◆ What to do:
Find the lines in the records below that contain "analysis", and report each of them.

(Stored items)
----------------------------------------
use ratatui::layout::{Alignment, Constraint, Direction, Layout, Rect};
use ratatui::style::{Color, Modifier, Style};
use ratatui::text::{Line, Span};
use ratatui::widgets::{Block, Borders, Paragraph, Row, Table, TableState};
use ratatui::Frame;

pub mod layout;
pub mod view_model;
pub mod widgets;

use crate::app::{App, InputMode};
use crate::core::NotifyLevel;
use view_model::{SummaryCard, TableRow};
use widgets::VolumeBars;

pub fn draw(f: &mut Frame, app: &mut App) {
    let areas = layout::areas(f.size());

    draw_header(f, areas.header, app);
    draw_cards(f, areas.cards, app);
    draw_table(f, areas.table, app);
    draw_pagination(f, areas.pagination, app);
    draw_breakdown(f, areas.breakdown, app);
    draw_volume(f, areas.volume, app);
    draw_status_line(f, areas.status_line, app);
    draw_command_line(f, areas.command_line, app);
}

fn draw_header(f: &mut Frame, area: Rect, app: &App) {
    let chunks = Layout::default()
        .direction(Direction::Horizontal)
        .constraints([Constraint::Percentage(70), Constraint::Percentage(30)])
        .split(area);

    let mut spans = vec![
        Span::styled(
            "Screener",
            Style::default()
                .fg(Color::LightCyan)
                .add_modifier(Modifier::BOLD),
        ),
        Span::raw("  "),
    ];
    match app.query.as_ref() {
        Some(query) => {
            spans.push(Span::styled(
                query.chain.name(),
                Style::default().fg(Color::LightMagenta),
            ));
            spans.push(Span::raw("  "));
            spans.push(Span::raw(short_addr(&query.address)));
            spans.push(Span::raw("  "));
            spans.push(Span::styled(
                query.range.to_string(),
                Style::default().fg(Color::DarkGray),
            ));
        }
        None => spans.push(Span::styled(
            ":analyze <chain> <address> <from> <to>",
            Style::default().fg(Color::DarkGray),
        )),
    }

    let title = Paragraph::new(Line::from(spans))
        .block(Block::default().borders(Borders::ALL));
    f.render_widget(title, chunks[0]);

    let (state, color) = if app.is_loading() {
        ("loading…", Color::LightYellow)
    } else if app.is_exporting() {
        ("exporting…", Color::LightYellow)
    } else {
        match app.health.as_ref() {
            Some(health) => (health.status.as_str(), Color::LightGreen),
            None => ("idle", Color::DarkGray),
        }
    };
    let backend = Paragraph::new(Line::from(vec![
        Span::styled("API ", Style::default().fg(Color::DarkGray)),
        Span::styled(state, Style::default().fg(color)),
    ]))
    .alignment(Alignment::Right)
    .block(Block::default().borders(Borders::ALL));
    f.render_widget(backend, chunks[1]);
}

fn draw_cards(f: &mut Frame, area: Rect, app: &App) {
    let cards = view_model::summary_cards(&app.store);
    if cards.is_empty() {
        let hint = Paragraph::new("No analysis loaded")
            .style(Style::default().fg(Color::DarkGray))
            .alignment(Alignment::Center)
            .block(Block::default().borders(Borders::ALL).title("Summary"));
        f.render_widget(hint, area);
        return;
    }

    let constraints = vec![Constraint::Ratio(1, cards.len() as u32); cards.len()];
    let chunks = Layout::default()
        .direction(Direction::Horizontal)
        .constraints(constraints)
        .split(area);

    for (card, chunk) in cards.iter().zip(chunks.iter()) {
        f.render_widget(card_widget(card), *chunk);
    }
}

fn card_widget(card: &SummaryCard) -> Paragraph<'static> {
    let value_color = if card.value.starts_with('-') {
        Color::LightRed
    } else if card.value.starts_with('+') {
        Color::LightGreen
    } else {
        Color::White
    };
    let mut lines = vec![Line::from(Span::styled(
        card.value.clone(),
        Style::default().fg(value_color).add_modifier(Modifier::BOLD),
    ))];
    if let Some(detail) = &card.detail {
        lines.push(Line::from(Span::styled(
            detail.clone(),
            Style::default().fg(Color::DarkGray),
        )));
    }
    Paragraph::new(lines).block(Block::default().borders(Borders::ALL).title(card.title))
}

fn draw_table(f: &mut Frame, area: Rect, app: &App) {
    let block = Block::default().borders(Borders::ALL).title(table_title(app));
    let rows = view_model::table_rows(&app.store);

    if rows.is_empty() {
        let message = if app.store.analysis().is_some() {
            "No transactions match the current filters"
        } else {
            "Run :analyze to load transactions"
        };
        let empty = Paragraph::new(message)
            .style(Style::default().fg(Color::DarkGray))
            .alignment(Alignment::Center)
            .block(block);
        f.render_widget(empty, area);
        return;
    }

    let header = Row::new(view_model::column_titles(&app.store))
        .style(Style::default().fg(Color::DarkGray).add_modifier(Modifier::BOLD));
    let widths = [
        Constraint::Length(18),
        Constraint::Length(13),
        Constraint::Length(10),
        Constraint::Length(9),
        Constraint::Length(13),
        Constraint::Min(14),
        Constraint::Length(7),
        Constraint::Length(12),
        Constraint::Length(9),
    ];
    let table = Table::new(rows.iter().map(table_row), widths)
        .header(header)
        .block(block)
        .highlight_style(Style::default().bg(Color::DarkGray));

    let mut state = TableState::default();
    state.select(Some(app.selected.min(rows.len() - 1)));
    f.render_stateful_widget(table, area, &mut state);
}

fn table_row(row: &TableRow) -> Row<'static> {
    let amount_color = if row.incoming {
        Color::LightGreen
    } else {
        Color::LightRed
    };
    let status_color = if row.failed {
        Color::LightRed
    } else {
        Color::Gray
    };
    let hash = if row.edited {
        format!("{}*", row.hash)
    } else {
        row.hash.clone()
    };
    Row::new(vec![
        Span::raw(row.date.clone()),
        Span::styled(hash, Style::default().fg(Color::LightCyan)),
        Span::raw(row.tx_type.clone()),
        Span::styled(row.direction.clone(), Style::default().fg(amount_color)),
        Span::raw(row.counterparty.clone()),
        Span::styled(row.amount.clone(), Style::default().fg(amount_color)),
        Span::raw(row.token.clone()),
        Span::raw(row.usd_value.clone()),
        Span::styled(row.status.clone(), Style::default().fg(status_color)),
    ])
}

fn table_title(app: &App) -> String {
    let state = app.store.view_state();
    let mut title = String::from("Transactions");
    if let Some(tx_type) = state.type_filter {
        title.push_str(&format!("  type:{}", tx_type));
    }
    if !state.search_term.is_empty() {
        title.push_str(&format!("  search:{}", state.search_term));
    }
    title
}

fn draw_pagination(f: &mut Frame, area: Rect, app: &App) {
    let info = app.store.page_info();
    let arrows = format!(
        "{} prev  next {}",
        if info.has_prev() { "◀" } else { " " },
        if info.has_next() { "▶" } else { " " }
    );
    let line = Line::from(vec![
        Span::raw(view_model::pagination_label(&app.store)),
        Span::raw("   "),
        Span::styled(arrows, Style::default().fg(Color::DarkGray)),
    ]);
    f.render_widget(Paragraph::new(line).alignment(Alignment::Right), area);
}

fn draw_breakdown(f: &mut Frame, area: Rect, app: &App) {
    let rows = view_model::type_breakdown(&app.store);
    let bar_width = area.width.saturating_sub(22) as usize;
    let lines: Vec<Line> = rows
        .iter()
        .map(|row| {
            let filled = bar_width * row.percent as usize / 100;
            Line::from(vec![
                Span::raw(format!("{:<11}", row.label)),
                Span::styled("█".repeat(filled), Style::default().fg(Color::LightBlue)),
                Span::styled(
                    format!(" {} ({}%)", row.count, row.percent),
                    Style::default().fg(Color::DarkGray),
                ),
            ])
        })
        .collect();
    let panel =
        Paragraph::new(lines).block(Block::default().borders(Borders::ALL).title("By Type"));
    f.render_widget(panel, area);
}

fn draw_volume(f: &mut Frame, area: Rect, app: &App) {
    let block = Block::default().borders(Borders::ALL).title("Daily Volume");
    let inner = block.inner(area);
    f.render_widget(block, area);
    let bars = view_model::daily_bars(&app.store);
    f.render_widget(VolumeBars::new(&bars), inner);
}

fn draw_status_line(f: &mut Frame, area: Rect, app: &App) {
    let state = app.store.view_state();
    let mut spans = vec![
        Span::styled("Sort ", Style::default().fg(Color::DarkGray)),
        Span::raw(format!(
            "{} {}  ",
            state.sort_field.title(),
            state.sort_direction.arrow()
        )),
        Span::styled("Page size ", Style::default().fg(Color::DarkGray)),
        Span::raw(format!("{}  ", state.page_size)),
        Span::styled("Backend ", Style::default().fg(Color::DarkGray)),
        Span::raw(app.backend_url.clone()),
    ];
    let overlay = app.store.overlay();
    if !overlay.is_empty() {
        spans.push(Span::raw("  "));
        spans.push(Span::styled(
            "Edited ",
            Style::default().fg(Color::LightYellow),
        ));
        spans.push(Span::raw("(u to reset)"));
    }

    let paragraph = Paragraph::new(Line::from(spans))
        .style(Style::default().fg(Color::White))
        .alignment(Alignment::Left);
    f.render_widget(paragraph, area);
}

/// Get command hint for autocompletion
fn command_hint(input: &str) -> Option<&'static str> {
    let input = input.trim().to_lowercase();
    if input.is_empty() {
        return None;
    }

    let commands = [
        ("analyze", "<chain> <address> <from> <to>"),
        ("filter", "<type|all>"),
        ("search", "<hash|type|address>"),
        ("sort", "<field> [asc|desc]"),
        ("page", "next|prev"),
        ("delete", "<hash>"),
        ("edit", "<hash> key=value..."),
        ("opening", "<amount> [SYMBOL=amount...]"),
        ("current", "<amount> [SYMBOL=amount...]"),
        ("reset", "Restore fetched data"),
        ("export", "csv|pdf|server-csv"),
        ("health", "Check backend"),
        ("refresh", "Re-fetch, bypassing cache"),
        ("quit", "Exit"),
    ];

    let word = input.split_whitespace().next().unwrap_or("");
    commands
        .iter()
        .find(|(name, _)| name.starts_with(word))
        .map(|(_, hint)| *hint)
}

fn draw_command_line(f: &mut Frame, area: Rect, app: &App) {
    let content = match app.input_mode {
        InputMode::Command => {
            let hint_text = command_hint(&app.command.input).unwrap_or("analyze | filter | sort | export");
            Line::from(vec![
                Span::styled(": ", Style::default().fg(Color::Yellow)),
                Span::raw(app.command.input.clone()),
                Span::styled(
                    format!("  {}", hint_text),
                    Style::default().fg(Color::DarkGray),
                ),
            ])
        }
        InputMode::Normal => {
            if let Some((text, level)) = app.status_text() {
                let color = match level {
                    NotifyLevel::Info => Color::LightGreen,
                    NotifyLevel::Warn => Color::LightYellow,
                    NotifyLevel::Error => Color::LightRed,
                };
                Line::from(vec![
                    Span::styled("msg: ", Style::default().fg(Color::DarkGray)),
                    Span::styled(text.to_string(), Style::default().fg(color)),
                ])
            } else {
                action_hints()
            }
        }
    };

    let paragraph = Paragraph::new(content).style(Style::default().fg(Color::White));
    f.render_widget(paragraph, area);
}

fn action_hints() -> Line<'static> {
    let key = |k: &'static str| Span::styled(k, Style::default().fg(Color::Yellow));
    let text = |t: &'static str| Span::styled(t, Style::default().fg(Color::DarkGray));
    Line::from(vec![
        key(":"),
        text(" command  "),
        key("n/p"),
        text(" page  "),
        key("s/d"),
        text(" sort  "),
        key("↑/↓"),
        text(" select  "),
        key("x"),
        text(" delete  "),
        key("u"),
        text(" reset  "),
        key("r"),
        text(" refresh  "),
        key("e"),
        text(" export  "),
        key("q"),
        text(" quit"),
    ])
}

fn short_addr(value: &str) -> String {
    let value = value.trim();
    if value.len() <= 14 {
        return value.to_string();
    }
    let start: String = value.chars().take(8).collect();
    let end: String = value
        .chars()
        .rev()
        .take(6)
        .collect::<String>()
        .chars()
        .rev()
        .collect();
    format!("{}…{}", start, end)
}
----------------------------------------
◆ Result of the exercise:
        let hint = Paragraph::new("No analysis loaded")
        let message = if app.store.analysis().is_some() {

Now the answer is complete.